Eric Marcus says, on a typical day, he and his neighbors comb through Chelsea streets with a plastic glove on one hand and a garbage bag in the other. They’re on a cleanup mission.
“To walk out on the street and find garbage piled because the sanitation department hasn’t been able to pick it up is so depressing and so upsetting,” Marcus said.
According to Marcus, littered sidewalks, and overflowing corner bins stem back to before the pandemic, but lately it seems much worse.
“You can’t expect individual owners and individual residents to do the job of what a sanitation department can do with vast resources,” Marcus continued.

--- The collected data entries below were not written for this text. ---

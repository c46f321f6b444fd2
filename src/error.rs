// src/error.rs
// Typed errors for the game engines and the document store.

use std::error::Error;
use std::fmt;

/// Every failure the engines can surface to a caller. The session controller
/// converts these into user-facing messages; nothing retries automatically.
#[derive(Debug, Clone, PartialEq)]
pub enum GameError {
    /// Manual ball entry outside the letter/range rules.
    InvalidBall(String),
    /// Manual ball entry already present in the draw log.
    DuplicateBall(String),
    /// No balls remain for a random draw.
    ExhaustedPool,
    /// Operation attempted in a state-machine state that forbids it.
    InvalidState { operation: &'static str, status: String },
    /// Referenced game/event/pattern document is absent.
    NotFound(String),
    /// Backend read/write failure, opaque cause.
    Persistence(String),
}

impl fmt::Display for GameError {
    fn fmt(&self, f: &mut fmt::Formatter<'_>) -> fmt::Result {
        match self {
            GameError::InvalidBall(reason) => write!(f, "invalid ball: {reason}"),
            GameError::DuplicateBall(label) => write!(f, "ball {label} has already been drawn"),
            GameError::ExhaustedPool => write!(f, "all 75 balls have been drawn"),
            GameError::InvalidState { operation, status } => {
                write!(f, "cannot {operation} while game is {status}")
            }
            GameError::NotFound(what) => write!(f, "{what} not found"),
            GameError::Persistence(reason) => write!(f, "persistence failure: {reason}"),
        }
    }
}

impl Error for GameError {}

#[cfg(test)]
mod tests {
    use super::*;

    #[test]
    fn test_error_messages() {
        let err = GameError::InvalidState {
            operation: "draw a ball",
            status: "paused".to_string(),
        };
        assert_eq!(err.to_string(), "cannot draw a ball while game is paused");
        assert_eq!(
            GameError::DuplicateBall("B7".to_string()).to_string(),
            "ball B7 has already been drawn"
        );
        assert_eq!(GameError::ExhaustedPool.to_string(), "all 75 balls have been drawn");
    }
}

311 provided NY1 with year-to-year complaint call data. In 2021, it logged a 54% increase in complaints on rats, an 80% increase in calls about missed trash collections and almost double the number of calls about missed street sweeping.
“The only creatures happy about this are the rats,” said Marcus. “I’ve been in New York long enough to remember when there were three men on the back of the sanitation truck and you saw a garbage can and a broom on the back of the truck as well,” he added.
Back in 2020, in the midst of the pandemic the sanitation department lost an estimated $106 million in the city budget. The cuts resulted in worker lay offs. Then came complaints of slower trash removal, reduced compositing and more rats.
City Council Member Julie Menin recently announced she would allocate $120,000 from her office’s budget to fund added pickups across the Upper East Side.
Also last month, a letter by Council Member Erik Bottcher was sent to Mayor Eric Adams and Sanitation Commissioner Edward Grayson asking for corner basket service to be restored to pre-pandemic levels. It also called for twice a week street sweeping and curbside composting returned to certain neighborhoods.
“We all have to come together and come up with a plan to address the sanitation crisis affecting all neighborhoods across the city,” Bottcher said.
A rep from the NYC Department of Sanitation said it removes 12,000 tons of trash and recycling every day, even during the worst of the pandemic and views residents and elected officials as partners. According to the department, most litter baskets across the city are serviced regularly, and are for walking trash, such as coffee cups and candy wrappers, not for bulky items or household trash.
Jerry Brandehoff lives in lower Manhattan. He believes the solution is a mix community awareness, more resources and neighborhood cleanup days.
“I think it really means brining businesses, government, residents, everybody together to solve the problem,” Brandehoff said. “It’s not going to happen if just one function or one organization does it, it’s really up to all of us.”
With trash piling up like snow this winter, Brandehoff and other concerned residents hope the city acts fast.